Search code examples
pythonstringliststartswith

remove later strings starting with a certain thing in a list python


I have a list like this:

['a b d', 'a b e', 'c d j', 'w x y', 'w x z', 'w x k']

I want to remove all of the strings that occur after a string that starts with the same 4 characters as it. For example, 'a b e' would be removed because 'a b d' occurs before it.

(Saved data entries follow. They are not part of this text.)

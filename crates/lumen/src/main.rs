use std::path::PathBuf;

use clap::Parser;
use lumen_core::{ConfigManager, ShowCommand, ShowCoordinator, ShowEvent};
use lumen_fixtures::FixtureLibrary;

/// Realtime show-control engine: DMX layering, chaser playback, audio-driven
/// timing, MIDI sequencing and input mapping.
#[derive(Parser, Debug)]
#[command(name = "lumen")]
#[command(about = "Lumen show-control engine")]
struct Args {
    /// Path to the fixture profile library (JSON)
    #[arg(long)]
    fixtures: PathBuf,

    /// Project file to load on startup
    #[arg(long)]
    project: Option<PathBuf>,

    /// Song file to load on startup
    #[arg(long)]
    song: Option<PathBuf>,

    /// Config file path (defaults to the platform config directory)
    #[arg(long)]
    config: Option<PathBuf>,

    /// Root directory for song media (audio/MIDI/lyrics files copied in)
    #[arg(long, default_value = "./data")]
    data_root: PathBuf,
}

#[tokio::main]
async fn main() -> Result<(), anyhow::Error> {
    env_logger::init();
    let args = Args::parse();

    let mut config_manager = ConfigManager::new(args.config);
    let settings = config_manager.load()?;

    let library = FixtureLibrary::load_from_file(&args.fixtures)
        .map_err(|e| anyhow::anyhow!("failed to load fixture library {}: {}", args.fixtures.display(), e))?;

    let (cmd_tx, mut event_rx) = ShowCoordinator::spawn(
        library,
        args.data_root,
        settings.dmx_port.clone(),
        settings.audio_device.clone(),
        settings.midi_control_port.clone(),
    );

    if let Some(project) = args.project {
        cmd_tx.send(ShowCommand::LoadProject { path: project }).await?;
    }
    if let Some(song) = args.song {
        cmd_tx.send(ShowCommand::LoadSong { path: song }).await?;
    }

    tokio::spawn(async move {
        while let Some(event) = event_rx.recv().await {
            match event {
                ShowEvent::Error { message } => log::error!("{}", message),
                other => log::debug!("{:?}", other),
            }
        }
    });

    log::info!("lumen running; press Ctrl-C to stop");
    tokio::signal::ctrl_c().await?;

    cmd_tx.send(ShowCommand::Shutdown).await?;
    Ok(())
}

The new list should look like this:

['a b d', 'c d j', 'w x y']

How can I do this?

(NOTE: The list is sorted, as per @Martijn Pieters' comment)


Solution

  • Using a generator function to remember the starts:

    def remove_starts(lst):
        seen = []
        for elem in lst:
            if elem.startswith(tuple(seen)):
                continue
            yield elem
            seen.append(elem[:4])
    

    So the function skips anything that starts with one of the strings in seen, adding the first 4 characters of anything it does allow through to that set.

    Demo:

    >>> lst = ['a b d', 'a b e', 'c d j', 'w x y', 'w x z', 'w x k']
    >>> def remove_starts(lst):
    ...     seen = []
    ...     for elem in lst:
    ...         if elem.startswith(tuple(seen)):
    ...             continue
    ...         yield elem
    ...         seen.append(elem[:4])
    ...
    >>> list(remove_starts(lst))
    ['a b d', 'c d j', 'w x y']
    

    If your input is sorted, this can be simplified to:

    def remove_starts(lst):
        seen = ()
        for elem in lst:
            if elem.startswith(seen):
                continue
            yield elem
            seen = elem[:4]
    

    This saves on prefix-testing by limiting to just the last one.